Ему показалось, что она сжалась. Словно он ее ударил (рассказывала им, как когда-то в селе во время облавы ее, одетую по-крестьянски, ударил по лицу капитан, и она, не успев сообразить, машинально ответила ему тем же, — ее хозяйка тогда в панике валялась у капитана в ногах, уверяя, что ее племянница «от роду не в себе», и те поверили — для них это было единственно понятное объяснение, почему беззащитный человек может ответить ударом на удар). Хорошо, подумал он, бей теперь ты. Бей, не жалей, топчи, ненавидь меня, если тебе от этого станет легче, — это уже не имеет значения; когда-нибудь, если останемся живы, я всё тебе объясню, а сейчас нам нужно спасаться. Черные охотники шли по снегу, черные псы бежали, увлекая их за собой, аж гудели поводки, чувствовал их отрывистое дыхание собственным затылком. Тревога, до сих пор тлевшая во всем его теле, как лихорадка, стянулась, обрела форму и была теперь нацелена острием вовне, как антенна в сторону села, — а Геля, как ребенок, занятый своей вавой, ничего этого не слышала; какие же эти женщины бывают иногда тупые.

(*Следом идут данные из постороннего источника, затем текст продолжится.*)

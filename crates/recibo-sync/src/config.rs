//! Configuration for the sync layer.

use serde::{Deserialize, Serialize};
use std::path::PathBuf;

/// Sync-side settings: local database and remote API endpoint.
#[derive(Debug, Clone, Serialize, Deserialize)]
#[serde(default)]
pub struct SyncConfig {
    /// Path to the SQLite database file.
    pub database_path: PathBuf,

    /// Remote receipt API settings.
    pub api: ApiConfig,
}

impl Default for SyncConfig {
    fn default() -> Self {
        Self {
            database_path: PathBuf::from("recibo.db"),
            api: ApiConfig::default(),
        }
    }
}

/// Remote API endpoint settings.
#[derive(Debug, Clone, Serialize, Deserialize)]
#[serde(default)]
pub struct ApiConfig {
    /// Base URL of the remote receipt store.
    pub base_url: String,

    /// API key sent as `x-api-key`, when required by the deployment.
    pub api_key: Option<String>,
}

impl Default for ApiConfig {
    fn default() -> Self {
        Self {
            base_url: "http://localhost:8080".to_string(),
            api_key: None,
        }
    }
}

#[cfg(test)]
mod tests {
    use super::*;

    #[test]
    fn partial_config_uses_defaults() {
        let config: SyncConfig =
            serde_json::from_str(r#"{"api": {"base_url": "https://api.example.com"}}"#).unwrap();
        assert_eq!(config.api.base_url, "https://api.example.com");
        assert_eq!(config.database_path, PathBuf::from("recibo.db"));
        assert!(config.api.api_key.is_none());
    }
}
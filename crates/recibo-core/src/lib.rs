//! Core library for receipt ingestion.
//!
//! This crate provides:
//! - Document processing (embedded text extraction with OCR fallback)
//! - Heuristic field extraction (vendor, date, receipt number, totals, items)
//! - Receipt data models shared with the sync layer

pub mod document;
pub mod error;
pub mod models;
pub mod ocr;
pub mod receipt;

pub use document::{AcquireProgress, DocumentReader, TextAcquirer, TextSource};
pub use error::{AcquireError, OcrError, ReciboError, Result};
pub use models::config::ReciboConfig;
pub use models::receipt::{
    DocumentHint, ExtractedText, LineItem, ParsedReceipt, RawDocument,
};
pub use receipt::ReceiptExtractor;

#[cfg(feature = "ocr")]
pub use ocr::PureOcrEngine;
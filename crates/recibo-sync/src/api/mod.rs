//! Remote receipt API.

pub mod client;
pub mod types;

pub use client::{HttpReceiptApi, ReceiptApi};
pub use types::{ReceiptPatch, RemoteLineItem, RemoteReceipt};
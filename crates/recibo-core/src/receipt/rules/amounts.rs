//! Totals extraction: subtotal, tax, and total.

use rust_decimal::Decimal;
use std::str::FromStr;

use super::patterns::AMOUNT;
use super::LineRule;

/// Monetary totals recovered from a receipt.
#[derive(Debug, Clone, Default, PartialEq)]
pub struct ReceiptTotals {
    pub subtotal: Option<Decimal>,
    pub tax: Option<Decimal>,
    pub total: Option<Decimal>,
}

impl ReceiptTotals {
    fn is_complete(&self) -> bool {
        self.subtotal.is_some() && self.tax.is_some() && self.total.is_some()
    }
}

/// Totals rule.
///
/// Scans lines in reverse: totals print at the bottom of a receipt, so the
/// match closest to the end of the document is the authoritative one. Each
/// bucket keeps the first match found while scanning bottom-up.
pub struct TotalsRule;

impl TotalsRule {
    pub fn new() -> Self {
        Self
    }
}

impl Default for TotalsRule {
    fn default() -> Self {
        Self::new()
    }
}

impl LineRule for TotalsRule {
    type Output = ReceiptTotals;

    fn apply(&self, lines: &[String]) -> Option<ReceiptTotals> {
        let mut totals = ReceiptTotals::default();

        for line in lines.iter().rev() {
            let lower = line.to_lowercase();
            let is_subtotal = lower.contains("subtotal");
            let is_total = lower.contains("total") && !is_subtotal;
            let is_tax = lower.contains("tax");

            if !(is_subtotal || is_total || is_tax) {
                continue;
            }
            let Some(amount) = first_amount(line) else {
                continue;
            };

            if is_total && totals.total.is_none() {
                totals.total = Some(amount);
            }
            if is_subtotal && totals.subtotal.is_none() {
                totals.subtotal = Some(amount);
            }
            if is_tax && totals.tax.is_none() {
                totals.tax = Some(amount);
            }
            if totals.is_complete() {
                break;
            }
        }

        (totals != ReceiptTotals::default()).then_some(totals)
    }
}

/// The first two-decimal amount on a line, if it parses as a finite decimal.
pub fn first_amount(line: &str) -> Option<Decimal> {
    AMOUNT
        .captures(line)
        .and_then(|caps| Decimal::from_str(&caps[1]).ok())
}

/// Extract receipt totals via the bottom-up scan.
pub fn extract_totals(lines: &[String]) -> ReceiptTotals {
    TotalsRule::new().apply(lines).unwrap_or_default()
}

#[cfg(test)]
mod tests {
    use super::*;
    use pretty_assertions::assert_eq;

    fn lines(raw: &[&str]) -> Vec<String> {
        raw.iter().map(|s| s.to_string()).collect()
    }

    fn dec(s: &str) -> Decimal {
        Decimal::from_str(s).unwrap()
    }

    #[test]
    fn classifies_all_three_buckets() {
        let totals = extract_totals(&lines(&[
            "Subtotal  19.99",
            "Tax  1.65",
            "Total  21.64",
        ]));
        assert_eq!(totals.subtotal, Some(dec("19.99")));
        assert_eq!(totals.tax, Some(dec("1.65")));
        assert_eq!(totals.total, Some(dec("21.64")));
    }

    #[test]
    fn subtotal_line_is_not_a_total() {
        let totals = extract_totals(&lines(&["Subtotal 10.00"]));
        assert_eq!(totals.subtotal, Some(dec("10.00")));
        assert_eq!(totals.total, None);
    }

    #[test]
    fn duplicate_total_lines_keep_the_one_nearest_the_end() {
        let totals = extract_totals(&lines(&[
            "Subtotal: 10.00",
            "Total: 12.00",
            "Total Due: 12.50",
        ]));
        assert_eq!(totals.total, Some(dec("12.50")));
        assert_eq!(totals.subtotal, Some(dec("10.00")));
    }

    #[test]
    fn keyword_line_without_amount_is_ignored() {
        let totals = extract_totals(&lines(&["Total savings today!", "Total 8.00"]));
        assert_eq!(totals.total, Some(dec("8.00")));
    }

    #[test]
    fn no_keyword_lines_yield_empty_totals() {
        let totals = extract_totals(&lines(&["Milk 3.49", "Bread 2.99"]));
        assert_eq!(totals, ReceiptTotals::default());
    }
}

Он сделал над собой еще одно усилие:
— Спасибо, что сказали мне.
— Я при хлопцах не хотела этого говорить.
— Понимаю. Но теперь пойдем к ним.
— Вы мне не верите, Адриан?
Он едва не расхохотался вслух. Только женщина могла такое спросить. Мог бы повторить ей заповедь ее исчезнувшего мужа — «не верь никому, и никто тебя не предаст». Мог бы сказать, что как раз в беременность ее верит, почему ж нет, — судя хотя бы по тому, как часто бегает на двор: он тоже читал немного медицинскую литературу, знает симптомы… Хотя нет, такого все же не смог бы сказать, ни одной женщине не смог бы. Да и не об этом она спрашивала.
И, вместо всего этого, у него вырвалось:
— А кому мне верить-то?..
Вышло неожиданно грубо, как у подростка. Как у подростка из батярского предместья, его даже в краску бросило — хорошо, что ей в темноте не видно! — и услышал в ответ ее приглушенный вздох — придержанный на всхлипе вздох облегчения, как дуновение ветерка, которым донесло до него, перебивая хвойный запах, ее аромат — белокурый запах ее волос, памятный ему с тех времен, когда они были на балу как Марлен Дитрих и Кларк Гейбл: давно не мытые, не уложенные, стянутые на затылке в жирный узел, волосы пахли тем сильнее, острее — скошенными цветами, сеном перед грозой — пахли Ею. И тут он быстро загадал: если тот не вернется, будь моей! Будь моей, пока я не упаду, до последнего вздоха, до последней пули, что ждет меня…
А она, ожившая от его откровенности, словно встрепенулась, заговорив с новой горячностью — продолжая свое, добивая до конца:
— Михайло необыкновенный человек, Адриан! Вы никто его на самом деле не знаете…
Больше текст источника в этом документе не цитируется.